**Directions for this task**
What is needed here is an exact repetition of the records below, beginning at the line that has "is not open" and stopping after the line that has "the seller can".

**Supplied data**

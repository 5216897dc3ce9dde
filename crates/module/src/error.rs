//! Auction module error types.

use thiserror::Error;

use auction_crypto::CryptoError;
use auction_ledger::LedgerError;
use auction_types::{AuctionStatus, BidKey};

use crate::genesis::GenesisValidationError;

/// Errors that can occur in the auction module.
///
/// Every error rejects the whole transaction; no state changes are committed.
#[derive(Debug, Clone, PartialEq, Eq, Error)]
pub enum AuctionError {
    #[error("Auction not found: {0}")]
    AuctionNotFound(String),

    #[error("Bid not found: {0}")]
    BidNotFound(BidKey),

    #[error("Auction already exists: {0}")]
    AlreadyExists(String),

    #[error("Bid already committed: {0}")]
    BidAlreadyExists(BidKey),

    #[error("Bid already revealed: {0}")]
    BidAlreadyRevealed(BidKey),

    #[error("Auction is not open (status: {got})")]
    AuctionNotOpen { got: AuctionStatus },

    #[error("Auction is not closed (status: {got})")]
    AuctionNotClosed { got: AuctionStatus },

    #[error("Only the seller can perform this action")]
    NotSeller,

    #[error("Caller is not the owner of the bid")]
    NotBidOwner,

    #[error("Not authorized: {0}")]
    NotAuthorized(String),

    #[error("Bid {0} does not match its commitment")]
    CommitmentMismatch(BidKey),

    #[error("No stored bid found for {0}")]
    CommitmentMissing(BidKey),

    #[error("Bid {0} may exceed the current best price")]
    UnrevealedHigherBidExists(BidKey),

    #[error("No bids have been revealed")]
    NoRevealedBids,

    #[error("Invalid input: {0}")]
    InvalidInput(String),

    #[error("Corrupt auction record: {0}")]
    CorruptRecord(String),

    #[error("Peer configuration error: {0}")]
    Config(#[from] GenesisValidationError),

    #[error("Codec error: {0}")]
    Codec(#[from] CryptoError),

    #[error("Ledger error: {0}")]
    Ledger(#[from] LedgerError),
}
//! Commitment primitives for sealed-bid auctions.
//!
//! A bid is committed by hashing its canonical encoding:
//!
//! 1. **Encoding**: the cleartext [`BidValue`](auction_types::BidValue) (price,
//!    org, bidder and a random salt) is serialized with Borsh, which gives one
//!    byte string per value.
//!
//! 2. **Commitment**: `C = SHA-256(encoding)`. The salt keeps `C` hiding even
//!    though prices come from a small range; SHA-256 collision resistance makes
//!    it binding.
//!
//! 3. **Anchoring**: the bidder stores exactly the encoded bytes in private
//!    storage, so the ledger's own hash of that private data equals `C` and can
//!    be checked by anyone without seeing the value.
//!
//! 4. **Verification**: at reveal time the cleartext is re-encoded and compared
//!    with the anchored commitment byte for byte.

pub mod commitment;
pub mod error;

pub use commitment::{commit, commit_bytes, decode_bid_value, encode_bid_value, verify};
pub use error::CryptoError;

--

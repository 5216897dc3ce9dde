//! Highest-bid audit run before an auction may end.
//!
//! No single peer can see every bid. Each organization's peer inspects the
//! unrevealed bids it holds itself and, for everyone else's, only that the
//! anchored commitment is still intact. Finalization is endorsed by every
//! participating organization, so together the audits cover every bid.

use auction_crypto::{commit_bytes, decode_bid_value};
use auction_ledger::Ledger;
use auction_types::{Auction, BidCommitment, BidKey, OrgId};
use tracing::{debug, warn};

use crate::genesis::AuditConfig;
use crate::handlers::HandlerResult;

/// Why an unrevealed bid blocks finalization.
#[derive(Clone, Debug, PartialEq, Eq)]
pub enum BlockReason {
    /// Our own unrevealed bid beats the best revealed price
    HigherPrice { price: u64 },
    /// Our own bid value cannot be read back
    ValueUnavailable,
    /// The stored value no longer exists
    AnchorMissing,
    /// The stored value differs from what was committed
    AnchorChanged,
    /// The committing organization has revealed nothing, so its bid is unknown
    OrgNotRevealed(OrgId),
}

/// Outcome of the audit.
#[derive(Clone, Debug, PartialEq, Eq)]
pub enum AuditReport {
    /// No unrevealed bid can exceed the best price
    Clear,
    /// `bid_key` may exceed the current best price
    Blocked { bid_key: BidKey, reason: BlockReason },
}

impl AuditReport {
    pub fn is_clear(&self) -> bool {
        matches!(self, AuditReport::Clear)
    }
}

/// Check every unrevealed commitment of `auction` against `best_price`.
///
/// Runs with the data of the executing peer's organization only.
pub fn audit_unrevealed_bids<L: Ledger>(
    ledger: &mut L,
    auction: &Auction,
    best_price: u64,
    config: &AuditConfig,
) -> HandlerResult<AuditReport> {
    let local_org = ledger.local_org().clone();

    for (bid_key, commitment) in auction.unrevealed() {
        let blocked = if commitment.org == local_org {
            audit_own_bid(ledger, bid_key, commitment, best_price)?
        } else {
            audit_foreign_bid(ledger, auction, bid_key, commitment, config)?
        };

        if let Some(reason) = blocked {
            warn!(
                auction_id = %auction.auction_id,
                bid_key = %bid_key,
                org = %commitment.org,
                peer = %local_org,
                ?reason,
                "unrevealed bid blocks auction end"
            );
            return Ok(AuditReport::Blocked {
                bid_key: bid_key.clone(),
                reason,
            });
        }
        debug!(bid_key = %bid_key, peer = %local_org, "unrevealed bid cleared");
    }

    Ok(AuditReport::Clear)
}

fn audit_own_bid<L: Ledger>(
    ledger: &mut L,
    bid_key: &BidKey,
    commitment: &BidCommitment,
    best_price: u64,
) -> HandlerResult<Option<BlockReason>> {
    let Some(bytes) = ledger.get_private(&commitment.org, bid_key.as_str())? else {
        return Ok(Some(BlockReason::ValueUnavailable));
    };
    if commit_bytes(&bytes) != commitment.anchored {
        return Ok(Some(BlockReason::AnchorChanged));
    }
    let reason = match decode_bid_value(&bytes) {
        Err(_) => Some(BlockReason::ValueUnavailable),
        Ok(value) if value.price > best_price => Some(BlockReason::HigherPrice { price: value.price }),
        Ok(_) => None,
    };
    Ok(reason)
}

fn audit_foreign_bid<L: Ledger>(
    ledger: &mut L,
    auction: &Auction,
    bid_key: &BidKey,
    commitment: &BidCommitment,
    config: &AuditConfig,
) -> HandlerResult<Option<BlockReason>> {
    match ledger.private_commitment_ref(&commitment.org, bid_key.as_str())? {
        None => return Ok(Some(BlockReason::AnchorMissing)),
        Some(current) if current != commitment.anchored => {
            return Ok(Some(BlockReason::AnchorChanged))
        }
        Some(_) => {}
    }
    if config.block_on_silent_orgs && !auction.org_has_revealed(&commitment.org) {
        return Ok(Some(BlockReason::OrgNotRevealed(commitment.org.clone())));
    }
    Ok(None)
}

**Solution to this problem**
    #[error("Auction is not open (status: {got})")]
    AuctionNotOpen { got: AuctionStatus },

    #[error("Auction is not closed (status: {got})")]
    AuctionNotClosed { got: AuctionStatus },

    #[error("Only the seller can perform this action")]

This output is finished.